[Saved entries]
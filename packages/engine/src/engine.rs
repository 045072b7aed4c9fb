//! Format matching engine
//!
//! Evaluates a single format descriptor against a normalized tracking number:
//!
//! 1. Run the descriptor's pattern and collect named groups.
//! 2. Apply the serial number rewrite, if the descriptor has one.
//! 3. Validate `SerialNumber` against `CheckDigit` with the descriptor's checksum.
//! 4. Resolve additional attributes from the lookup tables.
//! 5. Reject the candidate if a required attribute did not resolve.
//!
//! # Example
//!
//! ```ignore
//! use tracknum_engine::{CourierDefinition, FormatEngine};
//!
//! let courier = CourierDefinition::from_file("data/couriers/ups.yaml")?;
//! let engine = FormatEngine::new(&courier, &courier.formats[0]);
//!
//! if let Some(found) = engine.evaluate("1Z5R89390357567127") {
//!     println!("Groups: {:?}", found.captures);
//! }
//! ```

use crate::additional::{first_missing, resolve_additional};
use crate::courier::{
    CourierDefinition, FormatDescriptor, LookupEntry, CHECK_DIGIT_GROUP, SERIAL_NUMBER_GROUP,
};
use crate::types::Captures;
use std::collections::BTreeMap;

/// A format that matched, passed its checksum and resolved all required attributes.
#[derive(Debug, Clone, PartialEq)]
pub struct FormatMatch {
    /// Base courier name (before any rebranding)
    pub courier_name: String,
    /// Base courier code (before any rebranding)
    pub courier_code: String,
    /// Name of the matched format descriptor
    pub format_name: Option<String>,
    /// The descriptor's own tracking URL template
    pub tracking_url: Option<String>,
    /// Named groups, after the serial number rewrite
    pub captures: Captures,
    /// Resolved additional attributes by name
    pub additional: BTreeMap<String, LookupEntry>,
}

/// Evaluates one format descriptor of one courier.
pub struct FormatEngine<'a> {
    courier: &'a CourierDefinition,
    format: &'a FormatDescriptor,
}

impl<'a> FormatEngine<'a> {
    /// Create a new format engine.
    ///
    /// # Arguments
    /// * `courier` - Courier owning the format
    /// * `format` - Format descriptor to evaluate
    pub fn new(courier: &'a CourierDefinition, format: &'a FormatDescriptor) -> Self {
        Self { courier, format }
    }

    /// Evaluate the format against a normalized tracking number.
    ///
    /// # Returns
    /// * `Some(FormatMatch)` - All validation steps passed
    /// * `None` - No match, checksum failure, or missing required attribute
    pub fn evaluate(&self, tracking_number: &str) -> Option<FormatMatch> {
        let mut captures = self.format.pattern.captures(tracking_number)?;

        tracing::debug!(
            courier = %self.courier.code,
            format = ?self.format.name,
            "Pattern matched"
        );

        self.rewrite_serial_number(&mut captures);

        if !self.checksum_passes(&captures) {
            tracing::debug!(
                courier = %self.courier.code,
                format = ?self.format.name,
                checksum = self.format.checksum().name(),
                "Checksum rejected candidate"
            );
            return None;
        }

        let resolved = resolve_additional(&self.format.lookups, &captures);

        if let Some(missing) = first_missing(self.format.required_attributes(), &resolved) {
            tracing::debug!(
                courier = %self.courier.code,
                format = ?self.format.name,
                attribute = missing,
                "Required attribute not resolved"
            );
            return None;
        }

        let additional = resolved
            .into_iter()
            .map(|(name, entry)| (name.to_string(), entry.clone()))
            .collect();

        Some(FormatMatch {
            courier_name: self.courier.name.clone(),
            courier_code: self.courier.code.clone(),
            format_name: self.format.name.clone(),
            tracking_url: self.format.tracking_url.clone(),
            captures,
            additional,
        })
    }

    /// Prepend the configured content when the serial number matches the trigger.
    fn rewrite_serial_number(&self, captures: &mut Captures) {
        let Some(rule) = self.format.serial_number_rewrite() else {
            return;
        };

        if let Some(serial) = captures.get_mut(SERIAL_NUMBER_GROUP) {
            if rule.matches_regex.is_match(serial) {
                serial.insert_str(0, &rule.content);
                tracing::debug!(serial = %serial, "Rewrote serial number");
            }
        }
    }

    fn checksum_passes(&self, captures: &Captures) -> bool {
        match (
            captures.get(SERIAL_NUMBER_GROUP),
            captures.get(CHECK_DIGIT_GROUP),
        ) {
            (Some(serial), Some(check_digit)) => {
                self.format.checksum().validate(serial, check_digit)
            }
            _ => false,
        }
    }
}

### PROBLEM REQUIREMENTS
Every line in the data above that contains "found" needs to be copied.

### REPLY TO THE EXERCISE
//! if let Some(found) = engine.evaluate("1Z5R89390357567127") {
//!     println!("Groups: {:?}", found.captures);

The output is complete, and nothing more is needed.